## Listed entries:
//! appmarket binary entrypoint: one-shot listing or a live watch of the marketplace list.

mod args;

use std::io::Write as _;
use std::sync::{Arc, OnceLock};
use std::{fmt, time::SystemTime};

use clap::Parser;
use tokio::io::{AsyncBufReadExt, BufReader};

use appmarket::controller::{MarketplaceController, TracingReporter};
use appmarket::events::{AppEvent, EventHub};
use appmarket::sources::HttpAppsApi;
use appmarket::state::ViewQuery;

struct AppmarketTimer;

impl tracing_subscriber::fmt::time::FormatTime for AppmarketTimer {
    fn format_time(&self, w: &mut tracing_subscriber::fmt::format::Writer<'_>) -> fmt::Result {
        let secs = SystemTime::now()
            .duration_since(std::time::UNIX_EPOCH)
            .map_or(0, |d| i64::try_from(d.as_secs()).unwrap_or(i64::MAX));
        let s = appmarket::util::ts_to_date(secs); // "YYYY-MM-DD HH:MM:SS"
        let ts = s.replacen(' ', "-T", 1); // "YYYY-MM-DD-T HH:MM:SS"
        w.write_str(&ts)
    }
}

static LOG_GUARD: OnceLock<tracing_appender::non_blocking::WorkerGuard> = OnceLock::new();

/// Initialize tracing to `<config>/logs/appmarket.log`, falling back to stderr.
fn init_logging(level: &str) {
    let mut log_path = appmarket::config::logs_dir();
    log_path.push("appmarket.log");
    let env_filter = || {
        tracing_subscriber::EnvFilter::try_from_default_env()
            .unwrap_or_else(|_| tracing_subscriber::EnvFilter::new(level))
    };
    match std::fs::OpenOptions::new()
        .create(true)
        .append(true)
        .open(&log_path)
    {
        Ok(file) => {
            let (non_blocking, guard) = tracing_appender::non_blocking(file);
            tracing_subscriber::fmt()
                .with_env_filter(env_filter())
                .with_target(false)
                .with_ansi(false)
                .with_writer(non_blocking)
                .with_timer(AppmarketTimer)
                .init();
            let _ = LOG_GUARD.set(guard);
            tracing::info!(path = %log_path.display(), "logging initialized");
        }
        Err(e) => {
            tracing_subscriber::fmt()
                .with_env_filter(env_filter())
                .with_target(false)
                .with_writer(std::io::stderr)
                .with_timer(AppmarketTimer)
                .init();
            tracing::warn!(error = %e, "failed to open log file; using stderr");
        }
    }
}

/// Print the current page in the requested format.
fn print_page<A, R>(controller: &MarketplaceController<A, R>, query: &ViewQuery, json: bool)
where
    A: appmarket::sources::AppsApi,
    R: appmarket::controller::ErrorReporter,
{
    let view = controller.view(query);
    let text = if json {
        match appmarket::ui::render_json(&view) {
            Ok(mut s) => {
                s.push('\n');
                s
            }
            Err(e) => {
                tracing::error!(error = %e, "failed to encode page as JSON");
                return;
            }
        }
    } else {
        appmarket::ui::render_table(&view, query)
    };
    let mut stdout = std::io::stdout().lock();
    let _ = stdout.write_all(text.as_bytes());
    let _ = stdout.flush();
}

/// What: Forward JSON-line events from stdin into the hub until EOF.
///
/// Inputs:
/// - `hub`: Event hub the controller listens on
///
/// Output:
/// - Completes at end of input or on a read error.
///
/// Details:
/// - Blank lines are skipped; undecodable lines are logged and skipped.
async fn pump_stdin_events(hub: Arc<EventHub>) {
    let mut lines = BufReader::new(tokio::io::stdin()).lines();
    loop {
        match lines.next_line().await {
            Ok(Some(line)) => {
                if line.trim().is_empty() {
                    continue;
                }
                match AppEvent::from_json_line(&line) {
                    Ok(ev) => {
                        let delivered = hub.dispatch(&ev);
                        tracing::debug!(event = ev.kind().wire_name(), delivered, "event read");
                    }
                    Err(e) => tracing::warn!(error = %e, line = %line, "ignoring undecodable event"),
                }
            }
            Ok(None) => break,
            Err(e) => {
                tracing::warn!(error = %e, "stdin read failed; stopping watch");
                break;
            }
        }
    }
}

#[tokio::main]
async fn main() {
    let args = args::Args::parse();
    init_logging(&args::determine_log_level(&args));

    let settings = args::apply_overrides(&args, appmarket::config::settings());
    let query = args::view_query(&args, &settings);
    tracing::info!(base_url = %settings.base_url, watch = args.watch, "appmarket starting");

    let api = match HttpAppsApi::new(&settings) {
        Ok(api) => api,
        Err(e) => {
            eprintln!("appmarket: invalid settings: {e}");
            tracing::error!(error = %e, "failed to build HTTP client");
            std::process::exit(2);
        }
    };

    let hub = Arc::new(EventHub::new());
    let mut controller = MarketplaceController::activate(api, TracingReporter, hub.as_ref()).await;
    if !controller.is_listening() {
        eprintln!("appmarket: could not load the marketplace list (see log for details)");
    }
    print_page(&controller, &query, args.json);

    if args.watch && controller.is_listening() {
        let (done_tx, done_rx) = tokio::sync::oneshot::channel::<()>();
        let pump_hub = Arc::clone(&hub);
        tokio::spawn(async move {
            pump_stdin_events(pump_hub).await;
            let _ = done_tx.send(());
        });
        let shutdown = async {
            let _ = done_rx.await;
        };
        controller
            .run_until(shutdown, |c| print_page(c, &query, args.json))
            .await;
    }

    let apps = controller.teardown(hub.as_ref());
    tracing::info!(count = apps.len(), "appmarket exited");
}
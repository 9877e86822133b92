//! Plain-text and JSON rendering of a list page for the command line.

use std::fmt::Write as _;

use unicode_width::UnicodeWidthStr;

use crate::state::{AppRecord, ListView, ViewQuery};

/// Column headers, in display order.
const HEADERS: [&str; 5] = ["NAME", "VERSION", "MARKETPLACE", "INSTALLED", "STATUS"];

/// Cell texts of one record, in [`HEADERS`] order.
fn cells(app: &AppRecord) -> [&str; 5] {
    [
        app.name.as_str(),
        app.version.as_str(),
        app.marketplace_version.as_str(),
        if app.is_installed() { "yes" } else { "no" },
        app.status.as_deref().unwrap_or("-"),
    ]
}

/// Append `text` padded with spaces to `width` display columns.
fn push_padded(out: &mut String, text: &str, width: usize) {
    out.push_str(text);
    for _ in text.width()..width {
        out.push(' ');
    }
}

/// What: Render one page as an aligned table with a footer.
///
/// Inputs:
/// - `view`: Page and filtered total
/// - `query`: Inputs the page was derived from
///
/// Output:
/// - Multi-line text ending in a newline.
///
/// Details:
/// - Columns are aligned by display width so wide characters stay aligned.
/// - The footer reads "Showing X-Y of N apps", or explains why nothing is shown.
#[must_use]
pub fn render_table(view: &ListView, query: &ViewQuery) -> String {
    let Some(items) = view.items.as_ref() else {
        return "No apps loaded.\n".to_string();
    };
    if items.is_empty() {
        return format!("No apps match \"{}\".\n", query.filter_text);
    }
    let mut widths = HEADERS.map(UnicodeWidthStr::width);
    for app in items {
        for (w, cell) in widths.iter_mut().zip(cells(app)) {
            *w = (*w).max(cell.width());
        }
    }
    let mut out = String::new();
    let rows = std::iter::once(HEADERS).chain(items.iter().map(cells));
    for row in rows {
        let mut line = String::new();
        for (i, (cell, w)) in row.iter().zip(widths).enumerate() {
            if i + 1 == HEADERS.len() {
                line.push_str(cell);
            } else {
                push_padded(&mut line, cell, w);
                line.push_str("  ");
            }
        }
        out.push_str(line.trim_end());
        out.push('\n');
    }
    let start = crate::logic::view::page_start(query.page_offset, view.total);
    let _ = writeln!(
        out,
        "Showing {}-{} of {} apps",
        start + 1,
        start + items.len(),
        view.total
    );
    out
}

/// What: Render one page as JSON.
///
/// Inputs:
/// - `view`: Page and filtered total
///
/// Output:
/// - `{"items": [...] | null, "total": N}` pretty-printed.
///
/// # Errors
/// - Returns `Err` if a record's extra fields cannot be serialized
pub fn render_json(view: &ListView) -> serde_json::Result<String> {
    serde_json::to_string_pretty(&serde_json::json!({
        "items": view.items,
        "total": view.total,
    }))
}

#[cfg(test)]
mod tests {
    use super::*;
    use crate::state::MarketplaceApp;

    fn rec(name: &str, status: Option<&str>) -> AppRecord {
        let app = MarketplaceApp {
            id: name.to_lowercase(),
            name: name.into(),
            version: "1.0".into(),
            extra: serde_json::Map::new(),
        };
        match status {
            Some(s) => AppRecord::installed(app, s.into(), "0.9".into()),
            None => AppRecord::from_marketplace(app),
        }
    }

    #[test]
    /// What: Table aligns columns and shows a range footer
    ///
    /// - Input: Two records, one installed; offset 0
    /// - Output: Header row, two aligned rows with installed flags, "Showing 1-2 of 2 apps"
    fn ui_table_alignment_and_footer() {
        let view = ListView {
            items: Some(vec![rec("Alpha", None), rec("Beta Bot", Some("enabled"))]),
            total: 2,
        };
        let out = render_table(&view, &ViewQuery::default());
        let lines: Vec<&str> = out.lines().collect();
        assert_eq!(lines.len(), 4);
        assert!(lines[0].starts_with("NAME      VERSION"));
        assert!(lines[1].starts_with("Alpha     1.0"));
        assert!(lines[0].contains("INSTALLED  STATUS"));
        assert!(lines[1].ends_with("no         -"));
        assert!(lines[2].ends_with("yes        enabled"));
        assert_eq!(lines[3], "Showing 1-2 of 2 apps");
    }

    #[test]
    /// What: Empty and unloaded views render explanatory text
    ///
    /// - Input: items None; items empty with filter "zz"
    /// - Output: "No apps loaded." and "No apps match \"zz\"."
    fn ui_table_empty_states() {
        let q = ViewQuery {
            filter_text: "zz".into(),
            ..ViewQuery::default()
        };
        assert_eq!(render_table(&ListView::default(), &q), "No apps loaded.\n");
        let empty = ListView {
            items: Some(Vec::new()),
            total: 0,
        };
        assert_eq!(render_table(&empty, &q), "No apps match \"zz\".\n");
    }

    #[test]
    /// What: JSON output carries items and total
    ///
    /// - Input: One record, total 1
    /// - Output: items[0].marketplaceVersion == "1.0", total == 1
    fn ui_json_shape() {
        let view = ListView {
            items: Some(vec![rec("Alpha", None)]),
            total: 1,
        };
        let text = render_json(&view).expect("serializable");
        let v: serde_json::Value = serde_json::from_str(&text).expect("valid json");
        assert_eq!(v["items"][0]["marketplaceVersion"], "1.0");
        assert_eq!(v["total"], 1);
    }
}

## Work request:
All that is needed is the opening run of the data, given again exactly: please include every line from the first through the line with "tracing_subscriber::EnvFilter::try_from_default_env()", both ends kept.

## Task answer:
//! appmarket binary entrypoint: one-shot listing or a live watch of the marketplace list.

mod args;

use std::io::Write as _;
use std::sync::{Arc, OnceLock};
use std::{fmt, time::SystemTime};

use clap::Parser;
use tokio::io::{AsyncBufReadExt, BufReader};

use appmarket::controller::{MarketplaceController, TracingReporter};
use appmarket::events::{AppEvent, EventHub};
use appmarket::sources::HttpAppsApi;
use appmarket::state::ViewQuery;

struct AppmarketTimer;

impl tracing_subscriber::fmt::time::FormatTime for AppmarketTimer {
    fn format_time(&self, w: &mut tracing_subscriber::fmt::format::Writer<'_>) -> fmt::Result {
        let secs = SystemTime::now()
            .duration_since(std::time::UNIX_EPOCH)
            .map_or(0, |d| i64::try_from(d.as_secs()).unwrap_or(i64::MAX));
        let s = appmarket::util::ts_to_date(secs); // "YYYY-MM-DD HH:MM:SS"
        let ts = s.replacen(' ', "-T", 1); // "YYYY-MM-DD-T HH:MM:SS"
        w.write_str(&ts)
    }
}

static LOG_GUARD: OnceLock<tracing_appender::non_blocking::WorkerGuard> = OnceLock::new();

/// Initialize tracing to `<config>/logs/appmarket.log`, falling back to stderr.
fn init_logging(level: &str) {
    let mut log_path = appmarket::config::logs_dir();
    log_path.push("appmarket.log");
    let env_filter = || {
        tracing_subscriber::EnvFilter::try_from_default_env()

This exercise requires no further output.